A maturidade na fé: crer, esperar e amar
27/01/26
Entenda
por que precisamos do discernimento do que é fundamental para crescermos na
maturidade espiritual.
A maturidade de uma vida em Cristo é conseguir
viver, o quanto mais plenamente, as três virtudes teologais: fé, esperança e
caridade. Então, a maturidade na fé é crer, esperar e amar.
O ideal do cristão batizado é ser uma pessoa que
crê, que espera e que ama. O grande problema é que perdemos o referencial. A
impressão que temos é que não existe um modelo a ser seguido e, por isso, cada
um cria o seu próprio modelo. Jesus deve ser nosso referencial de vida.
Jesus é o homem maduro na fé, porque viveu na plenitude as virtudes teologais.
Ele é o homem que crê, que espera, e que ama.

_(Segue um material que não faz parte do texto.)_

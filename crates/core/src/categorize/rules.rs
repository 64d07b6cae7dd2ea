use crate::decision::{DecisionSource, Signal, SourceKind};
use crate::domain::transaction::Category;
use crate::error::EngineError;
use std::collections::BTreeMap;

/// Hits needed for a rule match to reach full confidence.
const FULL_CONFIDENCE_HITS: f64 = 5.0;

const NEEDS: &[&str] = &[
    "rent", "electricity", "water", "groceries", "emi", "bill", "loan", "mortgage", "insurance",
    "medical", "doctor", "hospital", "pharmacy", "supermarket", "utility", "gas", "fuel",
    "transport", "bus", "train", "metro", "tuition", "education", "school", "college",
    "maintenance", "repair", "essential", "basic", "necessary",
];

const WANTS: &[&str] = &[
    "swiggy", "zomato", "netflix", "amazon", "shopping", "myntra", "flipkart", "movie", "cinema",
    "restaurant", "cafe", "bar", "pub", "fashion", "electronics", "entertainment", "game",
    "gaming", "vacation", "travel", "hotel", "spa", "salon", "luxury", "hobby", "subscription",
    "streaming", "dining", "takeout", "delivery",
];

const SAVINGS: &[&str] = &[
    "fd", "sip", "investment", "mutual fund", "stock", "equity", "bond", "fixed deposit",
    "recurring deposit", "ppf", "nps", "retirement", "pension", "gold", "crypto", "bitcoin",
    "save", "invest", "portfolio", "asset", "wealth", "fund", "scheme",
];

#[derive(Debug, Clone, Copy, PartialEq)]
pub struct RuleMatch {
    pub category: Category,
    pub hits: usize,
    pub confidence: f64,
}

/// Keyword table scored by case-insensitive substring hits.
#[derive(Debug, Clone)]
pub struct KeywordRuleMatcher {
    // Order of this list is the tie-break order.
    rules: Vec<(Category, Vec<String>)>,
}

impl Default for KeywordRuleMatcher {
    fn default() -> Self {
        Self::new(vec![
            (Category::Needs, NEEDS.iter().map(|s| s.to_string()).collect()),
            (Category::Wants, WANTS.iter().map(|s| s.to_string()).collect()),
            (Category::Savings, SAVINGS.iter().map(|s| s.to_string()).collect()),
        ])
    }
}

impl KeywordRuleMatcher {
    pub fn new(rules: Vec<(Category, Vec<String>)>) -> Self {
        let rules = rules
            .into_iter()
            .map(|(cat, words)| {
                let words = words
                    .into_iter()
                    .map(|w| w.trim().to_lowercase())
                    .filter(|w| !w.is_empty())
                    .collect();
                (cat, words)
            })
            .collect();
        Self { rules }
    }

    pub fn categories(&self) -> Vec<Category> {
        self.rules.iter().map(|(c, _)| *c).collect()
    }

    pub fn keyword_counts(&self) -> BTreeMap<Category, usize> {
        self.rules.iter().map(|(c, w)| (*c, w.len())).collect()
    }

    pub fn match_description(&self, description: &str) -> Option<RuleMatch> {
        let text = description.to_lowercase();

        let mut best: Option<(Category, usize)> = None;
        for (category, words) in &self.rules {
            let hits = words.iter().filter(|w| text.contains(w.as_str())).count();
            if hits == 0 {
                continue;
            }
            match best {
                Some((_, top)) if hits <= top => {}
                _ => best = Some((*category, hits)),
            }
        }

        best.map(|(category, hits)| RuleMatch {
            category,
            hits,
            confidence: (hits as f64 / FULL_CONFIDENCE_HITS).min(1.0),
        })
    }
}

impl DecisionSource<str> for KeywordRuleMatcher {
    type Output = Category;

    fn kind(&self) -> SourceKind {
        SourceKind::Rule
    }

    fn decide(&self, input: &str) -> Result<Option<Signal<Category>>, EngineError> {
        Ok(self
            .match_description(input)
            .map(|m| Signal::new(m.category, m.confidence)))
    }
}

#[cfg(test)]
mod tests {
    use super::*;

    #[test]
    fn counts_hits_case_insensitively() {
        let m = KeywordRuleMatcher::default()
            .match_description("Swiggy Food DELIVERY")
            .unwrap();
        assert_eq!(m.category, Category::Wants);
        assert_eq!(m.hits, 2);
        assert!((m.confidence - 0.4).abs() < 1e-12);
    }

    #[test]
    fn five_hits_reach_full_confidence() {
        let m = KeywordRuleMatcher::default()
            .match_description("rent electricity water groceries emi")
            .unwrap();
        assert_eq!(m.category, Category::Needs);
        assert_eq!(m.confidence, 1.0);

        let m = KeywordRuleMatcher::default()
            .match_description("sip ppf nps pension bitcoin crypto")
            .unwrap();
        assert_eq!(m.category, Category::Savings);
        assert_eq!(m.confidence, 1.0);
    }

    #[test]
    fn multi_word_keywords_match_as_phrases() {
        let m = KeywordRuleMatcher::default()
            .match_description("HDFC Fixed Deposit")
            .unwrap();
        assert_eq!(m.category, Category::Savings);
        // "fixed deposit" only; "fd" does not occur in the text.
        assert_eq!(m.hits, 1);
    }

    #[test]
    fn ties_go_to_first_declared_category() {
        // One Needs hit ("rent") and one Wants hit ("movie").
        let m = KeywordRuleMatcher::default()
            .match_description("rent movie")
            .unwrap();
        assert_eq!(m.category, Category::Needs);

        let reversed = KeywordRuleMatcher::new(vec![
            (Category::Wants, vec!["movie".into()]),
            (Category::Needs, vec!["rent".into()]),
        ]);
        assert_eq!(
            reversed.match_description("rent movie").unwrap().category,
            Category::Wants
        );
    }

    #[test]
    fn no_hit_means_no_signal() {
        let matcher = KeywordRuleMatcher::default();
        assert!(matcher.match_description("xyz 123").is_none());
        assert_eq!(matcher.decide("xyz 123").unwrap(), None);
        assert_eq!(matcher.kind(), SourceKind::Rule);
    }

    #[test]
    fn keyword_counts_cover_default_table() {
        let counts = KeywordRuleMatcher::default().keyword_counts();
        assert_eq!(counts[&Category::Needs], 30);
        assert_eq!(counts[&Category::Wants], 30);
        assert_eq!(counts[&Category::Savings], 23);
    }
}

O atributo do Pai é ser criador, do Filho é ser Redentor e do Espírito é ser santificador. E o atributo diabo é ser enganador. Foi assim com os primeiros pais no paraíso. O diabo fez parecer bom algo que era ruim. Fez com que Adão e Eva fossem enganados. A maior ação do inimigo entre nós é nos enganar, nos ludibriar, fazer parecer bom algo que é ruim. É nos enganar também na busca de Deus.
Maturidade
na fé e discernimento
Sabemos o que é o mal, o que é o pecado, mas o
vivemos porque nossa vontade está destruída, nossa força foi diminuída. O
inimigo nos pegou pela parte dos sentidos.
Então, precisamos do discernimento do que é
fundamental para quem quer crescer na maturidade espiritual.
São Paulo, na armadura de Deus, vai dizer que é a
espada do Espírito que vem pela Palavra. A espada corta, desmascara e tira a
falsa representação do mal. A espada do Espírito mostra e faz vir à tona a
verdade daquilo que realmente somos e não como diz Romanos 12, aquela ideia
falsa que criamos de nós mesmos.
O
pensamento
Um dos pontos para o discernimento é observar o
começo do pensamento, o meio do pensamento e o fim do pensamento.
Ou seja, temos que perceber se o princípio, o meio
e o fim de um pensamento, de uma obra e de uma intenção são puros. Isso nos
revelará se quem está nos movendo é o Espírito de Deus ou espírito mundano.
Mesmo na caridade, devemos ponderar o “porquê” de
nosso gesto. Senão, podemos ficar nus, dar toda a roupa para alguém, mas se for
por vaidade pessoal, para ser aplaudido, isso é espírito do mal.
Devemos dar muita atenção ao curso dos nossos
pensamentos e de nossas obras. Se tudo neles inclina-nos para o bem, esse é o
anjo bom. Mas, se o curso dos pensamentos, das ações termina numa coisa má ou
menos boa do que se havia proposto fazer, ou se no meio da ação, perde-se a paz
a tranquilidade, a quietude, é sinal que está agindo pelo mau espírito e o
inimigo está colocando em risco a nossa salvação.
As
verdades
Por isso, é preciso vigiar, é preciso discernir. E
para sabermos se estamos enganados pelo inimigo, devemos checar as nossas
verdades e as verdades de Cristo.
Deus nos convida a um banquete onde podemos sentar
à mesa, e às vezes nós ficamos só com os farelinhos. Não fiquemos com as
migalhas quando temos um banquete a nossa disposição.
Deus quer nos dar mais, Deus quer nos saciar. Deus
quer mais conosco. Deixemos Ele agir.